File spoon-archives/marxism-international.archive/marxism-international_1997/97-02-27.135, message 50


Date: Wed, 26 Feb 1997 14:46:30 -0500 (EST)
From: Louis Proyect <lnp3-AT-columbia.edu>
Subject: M-I: Marxists shifting rightward?


Barkley Rosser:

>     She always rejected a mechanical interpretation of the 
>Marxian labor theory of value, but as she became older, 
>Joan Robinson moved steadily leftward and became a strong 
>sympathizer of both Maoist China and North Korea in her old 
>age.  In the nineteenth century, John Stuart Mill moved 
>leftwards towards feminism and a mild social democracy from 
>a strongly pro-laissez faire position, although he could 
>never have been called a Marxist in any way shape or form.

Louis: Closely related to this question is one far more interesting. Why
have so few 60s radicals turned out to be professional red-baiters like
David Horowitz or Ronald Radosh.

Most people in their fifties are like me and Flanders. We don't belong to
any group but plod away at various leftist activities that are meaningful to
us. We constitute an impressive anti-capitalist constituency in American
society. You could have found us in the Central America solidarity, gay and
environmental movements throughout the 1980s and 90s. We were ex-Maoists and
ex-Trotskyists who managed to put ideology aside while working on common
projects. This, of course, is what united fronts should be all about.

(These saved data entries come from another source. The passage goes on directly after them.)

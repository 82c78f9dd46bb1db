//! Typed scene-graph primitives.
//!
//! The assembler emits these instead of markup so the geometry core stays
//! independent of any output dialect; `chart::svg` is one serializer over
//! them and hosts can walk the graph directly (every body glyph lives in a
//! `Group` addressable by id for hover wiring).

use enum_dispatch::enum_dispatch;
use glam::DVec2;

/// Stroke styling shared by lines, paths and circles.
#[derive(Debug, Clone, PartialEq)]
pub struct Stroke {
    pub color: String,
    pub width: f64,
    /// SVG-style dash pattern, e.g. `4,2`.
    pub dash: Option<String>,
}

impl Stroke {
    pub fn solid(color: impl Into<String>, width: f64) -> Stroke {
        Stroke {
            color: color.into(),
            width,
            dash: None,
        }
    }

    pub fn dashed(color: impl Into<String>, width: f64, dash: impl Into<String>) -> Stroke {
        Stroke {
            color: color.into(),
            width,
            dash: Some(dash.into()),
        }
    }
}

/// Horizontal text anchoring.
#[derive(Debug, Clone, Copy, Default, PartialEq, Eq)]
pub enum Anchor {
    Start,
    #[default]
    Middle,
    End,
}

/// Font weight for text nodes.
#[derive(Debug, Clone, Copy, Default, PartialEq, Eq)]
pub enum FontWeight {
    #[default]
    Normal,
    Bold,
}

/// One command of a path outline.
#[derive(Debug, Clone, Copy, PartialEq)]
pub enum PathCmd {
    MoveTo(DVec2),
    LineTo(DVec2),
    /// Circular arc to `to` with the given radius.
    Arc {
        radius: f64,
        large_arc: bool,
        sweep: bool,
        to: DVec2,
    },
    Close,
}

/// An ordered list of path commands, built fluently.
#[derive(Debug, Clone, Default, PartialEq)]
pub struct PathData {
    pub commands: Vec<PathCmd>,
}

impl PathData {
    pub fn new() -> PathData {
        PathData::default()
    }

    pub fn move_to(mut self, to: DVec2) -> PathData {
        self.commands.push(PathCmd::MoveTo(to));
        self
    }

    pub fn line_to(mut self, to: DVec2) -> PathData {
        self.commands.push(PathCmd::LineTo(to));
        self
    }

    pub fn arc_to(mut self, radius: f64, large_arc: bool, sweep: bool, to: DVec2) -> PathData {
        self.commands.push(PathCmd::Arc {
            radius,
            large_arc,
            sweep,
            to,
        });
        self
    }

    pub fn close(mut self) -> PathData {
        self.commands.push(PathCmd::Close);
        self
    }
}

#[derive(Debug, Clone, PartialEq)]
pub struct Circle {
    pub center: DVec2,
    pub radius: f64,
    pub fill: Option<String>,
    pub stroke: Option<Stroke>,
}

#[derive(Debug, Clone, PartialEq)]
pub struct Line {
    pub from: DVec2,
    pub to: DVec2,
    pub stroke: Stroke,
    pub class: Option<String>,
}

impl Line {
    pub fn new(from: DVec2, to: DVec2, stroke: Stroke) -> Line {
        Line {
            from,
            to,
            stroke,
            class: None,
        }
    }
}

#[derive(Debug, Clone, PartialEq)]
pub struct Path {
    pub data: PathData,
    pub fill: Option<String>,
    pub stroke: Option<Stroke>,
}

#[derive(Debug, Clone, PartialEq)]
pub struct Text {
    pub pos: DVec2,
    pub content: String,
    pub size: f64,
    pub fill: String,
    pub anchor: Anchor,
    pub weight: FontWeight,
    pub class: Option<String>,
}

impl Text {
    pub fn new(pos: DVec2, content: impl Into<String>, size: f64, fill: impl Into<String>) -> Text {
        Text {
            pos,
            content: content.into(),
            size,
            fill: fill.into(),
            anchor: Anchor::Middle,
            weight: FontWeight::Normal,
            class: None,
        }
    }

    pub fn bold(mut self) -> Text {
        self.weight = FontWeight::Bold;
        self
    }

    pub fn anchored(mut self, anchor: Anchor) -> Text {
        self.anchor = anchor;
        self
    }

    pub fn classed(mut self, class: impl Into<String>) -> Text {
        self.class = Some(class.into());
        self
    }
}

/// Filled polygon (angle-marker arrowheads).
#[derive(Debug, Clone, PartialEq)]
pub struct Polygon {
    pub points: Vec<DVec2>,
    pub fill: String,
}

/// A named, classed container of child nodes.
#[derive(Debug, Clone, Default, PartialEq)]
pub struct Group {
    pub id: Option<String>,
    pub class: Option<String>,
    pub children: Vec<SceneNode>,
}

impl Group {
    pub fn classed(class: impl Into<String>) -> Group {
        Group {
            id: None,
            class: Some(class.into()),
            children: Vec::new(),
        }
    }

    pub fn with_id(mut self, id: impl Into<String>) -> Group {
        self.id = Some(id.into());
        self
    }

    pub fn push(&mut self, node: impl Into<SceneNode>) {
        self.children.push(node.into());
    }
}

/// Any drawable node. Dispatch to the SVG emitter is generated by
/// `enum_dispatch` against the serializer's trait.
#[enum_dispatch(EmitSvg)]
#[derive(Debug, Clone, PartialEq)]
pub enum SceneNode {
    Circle(Circle),
    Line(Line),
    Path(Path),
    Text(Text),
    Polygon(Polygon),
    Group(Group),
}

/// A complete assembled chart: a square drawing surface plus its nodes in
/// paint order.
#[derive(Debug, Clone, PartialEq)]
pub struct Scene {
    pub size: f64,
    pub nodes: Vec<SceneNode>,
}

impl Scene {
    /// Find a group by id anywhere in the graph (body glyph groups are
    /// `body-<name>`).
    pub fn find_group(&self, id: &str) -> Option<&Group> {
        fn walk<'a>(nodes: &'a [SceneNode], id: &str) -> Option<&'a Group> {
            for node in nodes {
                if let SceneNode::Group(g) = node {
                    if g.id.as_deref() == Some(id) {
                        return Some(g);
                    }
                    if let Some(found) = walk(&g.children, id) {
                        return Some(found);
                    }
                }
            }
            None
        }
        walk(&self.nodes, id)
    }
}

In a curious way, the main reaction against the revolutionary thrust of the
1960s has not been to the right but toward a more chastened form of Marxism.
This of course is particularly true of academics. While studying Analytical
Marxism, I am struck by the degree to which it is an attempt to rid Marxism
of its revolutionary kernel. This is also true of post-Marxism but it takes
a different form. Instead of taking aim at the social movements of the
1960s, it simply accomodates themselves to them and rejects the underlying
challenge to class society that the more ideological expressions of the
1960s posed. Yes to feminism, they say. No to the Marxism that the feminist
movement leads toward logically.

One of the depressing things that I notice about the PEN-L list that I have
re-subscribed to out of morbid curiosity is the almost total lack of heated
political discussion. It is mainly left professors like Jerry Levy enquiring
about relevant research material for a paper they are preparing. These are
people who have forgotten about what got them into their research programs
to begin with: a desire to change the world.

Whatever you say about the Spoons lists, they certainly demonstrate the
passion people had about politics in the 1960s. I once worked with a Russian
emigree named Michael Lakhman at Goldman-Sachs. Everyday he would browse
through Ninja Warrior magazines. He was fixated on Japanese culture of the
middle ages.

Once he asked me, "Lou, if you could go back in history to any year with
time-machine, what year you choose." He expected me to say 1730 or something
like that I suppose.

My reply? 1967. Now that was a hell of a year.